—¡Oh! Egsto egstar un aggumento podegoso —dijo, remedando la macarrónica prosodia francesa que afectaba en sus farsas. Hizo una reverencia bufa y desapareció.

—Pase usted —se oyó desde la oscuridad.

Alberto se adelantó, tanteando con los pies. Había una tienda de lona, cerrada, y en la raíz líneas de luz, lindando con la hierba; una masa negra, rectangular, al fondo, sobre la cual se abría un cuadro de resplandor débil, cernido por una cortina de tela verde. Levantóse la cortina y se recortó en lo claro el perfil del hombre cuyos faldones se enhiestaban sobre las posaderas. Ahora estaba en mangas de camisa.

—Subir usted á la caravana. Tener cuidado, cuatro escalones —hablaba con los dientes apretados y la lengua proyectada sobre la bóveda palatina, imitando el acento inglés convencional de las obras cómicas.

Alberto se dió cuenta al punto de que el individuo que le recibía era un sajón nacido en solar ibérico, quizás en tierras de Pontevedra ó Lugo.

One, two, three, four —dijo, según subía los escalones. Y en estando arriba—. Oh, thanks, many thanks. I am so glad to meet you. You are Mister Levitón I suppose? are you not?

Mister Levitón quedó corrido y fulminado de afasia repentina. Alberto hallaba muy amena la situación, y se dispuso á prolongarla. Examinó el lugar de la acción. Estaba dentro de la carreta de los saltimbanquis. Veíase la armadura interior del vehículo, de maderas ensambladas, como un vagón de ferrocarril. De la techumbre pendía una lámpara de aceite. Había dos ventanillas á los lados y prendas de vestir, mugrientas y mal olientes, colgadas de los tabiques.
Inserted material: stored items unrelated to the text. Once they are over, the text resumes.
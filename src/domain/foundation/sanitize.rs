//! Free-text input sanitization.
//!
//! Everything a user types (scenario text, chat queries, login details)
//! passes through [`sanitize_input`] before it reaches a prompt or storage.

use once_cell::sync::Lazy;
use regex::Regex;

/// Default maximum length, in characters, of sanitized input.
pub const DEFAULT_MAX_INPUT_LENGTH: usize = 4000;

/// A `<` up to and including the next `>`, or to end of text when unclosed.
static TAG_PATTERN: Lazy<Regex> =
    Lazy::new(|| Regex::new(r"<[^>]*>?").expect("tag pattern is valid"));

/// Strips tag-like substrings, trims, and truncates to `max_length` chars.
///
/// The result never contains `<`, never starts or ends with whitespace and
/// is at most `max_length` characters long, so sanitizing twice yields the
/// same text as sanitizing once.
pub fn sanitize_input(text: &str, max_length: usize) -> String {
    if text.is_empty() {
        return String::new();
    }

    let stripped = TAG_PATTERN.replace_all(text, "");
    let truncated: String = stripped.trim().chars().take(max_length).collect();

    // Truncation can expose whitespace that was interior before.
    truncated.trim_end().to_string()
}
Frontera á la puertuca de entrada, corría una cortina, de color ecléctico y remiendos profusos, detrás de la cual se adivinaba algo á manera de alcoba y se oía rebullir de gente. Del lado de acá de la cortina, además de Alberto y de Mister Levitón, que así se anunciaba sobre el frontis del circo, estaba una mujer, sentada sobre un tamboril estrecho y alto, semejante á una columna. Arrebujábase en astroso mantón, mostrando los vuelos inferiores de un tonelete amarillo y las piernas, de papandujos molledos. Su cara era excesivamente marsupial; bolsas debajo de los ojos, bolsas en las comisuras de los labios, bolsas en las mejillas, bolsas en las mandíbulas, bolsas en la barba, y bolsas en sus tres papadas: amén de otras bolsas que no hay para qué mencionar. La carne la caía á pedazos. Se comprendía que había sido obesa en increíble medida y que un morbo tenaz y diligente la iba consumiendo. Su mirar era alelado y doloroso.

Alberto preguntó en inglés á Mister Levitón si aquella dama era su esposa. Mister Levitón permanecía herido de mudez. Continuó hablando Alberto, siempre en el dulce idioma de Shakespeare; la risa le retozaba en el cuerpo.

La mujer dijo, con voz cansada que dejaba traslucir un sentimiento de rencor.

—Te está bien empleado, por acémila, Víctor —y elevando los ojos hacia Alberto—. Es de Calahorra, calagurritano. Si usted habla español, diga lo que se le ocurra, caballero. Y perdónele, que no sabe lo que hace.